The memorial brings a sense of closure for families who have loved ones buried on the island.
"For thirty years, I tried looking for her," says Elaine Joseph about her daughter Tomika. "I had a baby that was born, and then died at Mount Siani in 1978."
It was not until 2009 that Joseph learned where her one-week-old daughter's final resting place was.
"I have never heard of it before. Being a native New Yorker, never heard of Hart Island," Joseph says.
Tomika and more than 1 million New Yorkers are buried on Hart Island.
"In March of 2014, it was the first time I got to walk... I was the first person in this country to get to walk to the gravesite that we guesstimated my daughter would have been buried at," Joseph says.

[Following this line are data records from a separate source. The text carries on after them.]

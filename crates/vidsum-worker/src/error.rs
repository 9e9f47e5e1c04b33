//! Worker error types.

use thiserror::Error;

use vidsum_engines::EngineError;
use vidsum_media::MediaError;
use vidsum_models::ErrorKind;

/// Result type for worker operations.
pub type WorkerResult<T> = Result<T, WorkerError>;

/// Errors raised while running the pipeline.
#[derive(Debug, Error)]
pub enum WorkerError {
    #[error("Media error: {0}")]
    Media(#[from] MediaError),

    #[error("Engine error: {0}")]
    Engine(#[from] EngineError),

    #[error("Storage error: {0}")]
    Storage(#[from] vidsum_storage::StorageError),

    #[error("Store error: {0}")]
    Store(#[from] vidsum_store::StoreError),

    #[error("Job cancelled")]
    Cancelled,

    #[error("Timed out waiting for the {0} stage slot")]
    StageWait(&'static str),

    #[error("Engine not configured: {0}")]
    NotConfigured(String),

    #[error("Invalid source: {0}")]
    InvalidSource(String),

    #[error("IO error: {0}")]
    Io(#[from] std::io::Error),

    #[error("Internal error: {0}")]
    Internal(String),
}

impl WorkerError {
    pub fn internal(msg: impl Into<String>) -> Self {
        Self::Internal(msg.into())
    }

    pub fn invalid_source(msg: impl Into<String>) -> Self {
        Self::InvalidSource(msg.into())
    }

    /// The abstract kind recorded on the failed entry and job.
    pub fn kind(&self) -> ErrorKind {
        match self {
            WorkerError::Cancelled | WorkerError::Media(MediaError::Cancelled) => {
                ErrorKind::Cancelled
            }
            WorkerError::StageWait(_)
            | WorkerError::Media(MediaError::Timeout(_)) => ErrorKind::Timeout,
            WorkerError::Media(MediaError::TooLarge { .. }) => ErrorKind::TooLarge,
            WorkerError::Media(MediaError::UnsupportedFormat(_))
            | WorkerError::Media(MediaError::Malformed(_)) => ErrorKind::UnsupportedType,
            WorkerError::Media(_) | WorkerError::Engine(_) | WorkerError::NotConfigured(_) => {
                ErrorKind::Upstream
            }
            WorkerError::Storage(vidsum_storage::StorageError::NotFound(_)) => ErrorKind::NotFound,
            WorkerError::InvalidSource(_) => ErrorKind::InvalidArgument,
            WorkerError::Storage(_)
            | WorkerError::Store(_)
            | WorkerError::Io(_)
            | WorkerError::Internal(_) => ErrorKind::Internal,
        }
    }

    /// The `<kind>: <message>` string stored on failed entries.
    pub fn record_string(&self) -> String {
        match self {
            WorkerError::Cancelled | WorkerError::Media(MediaError::Cancelled) => {
                ErrorKind::Cancelled.as_str().to_string()
            }
            other => format!("{}: {}", other.kind(), other),
        }
    }
}

#[cfg(test)]
mod tests {
    use super::*;

    #[test]
    fn test_kind_mapping() {
        assert_eq!(WorkerError::Cancelled.kind(), ErrorKind::Cancelled);
        assert_eq!(
            WorkerError::Media(MediaError::Cancelled).kind(),
            ErrorKind::Cancelled
        );
        assert_eq!(
            WorkerError::Media(MediaError::Timeout(10)).kind(),
            ErrorKind::Timeout
        );
        assert_eq!(
            WorkerError::Media(MediaError::download_failed("x")).kind(),
            ErrorKind::Upstream
        );
        assert_eq!(WorkerError::StageWait("transcribe").kind(), ErrorKind::Timeout);
        assert_eq!(WorkerError::internal("boom").kind(), ErrorKind::Internal);
    }

    #[test]
    fn test_record_string_shape() {
        assert_eq!(WorkerError::Cancelled.record_string(), "cancelled");
        let record = WorkerError::Media(MediaError::download_failed("dns")).record_string();
        assert!(record.starts_with("upstream: "), "got {}", record);
    }
}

The desolate unmarked graveyard with no tombstones served as a cemetery for those who died unclaimed or from epidemic and pandemic diseases. But for the families, their loved ones will finally get the memorial they deserve.
The Abbey Peace Foundation gifted the city a seven-foot touchstone that will soon find its new home on Hart Island.
It was an emotional day for Hart Island Touchstone Coalition Coordinator Elsie Soto when she got her first look of the touchstone.
"It's very healing for me, and I hope it brings a lot of healing to other people as well," Soto says.
The memorial will serve as a memory to her father who died of AIDS complications in 1993.
"We faced a lot of discrimination because of the fact that he died of HIV/AIDS-related illness. Being that we faced that type of discrimination, we had no choice but to bury him on Hart Island," Soto says.
Soto led the Hart Island Touchstone Coalition efforts for over a year to make the memorial a possibility.
In March, the city approved to have the stone placed on the island.
"At the end of the day, these are New Yorkers, and we don't forget our New Yorkers," Soto adds.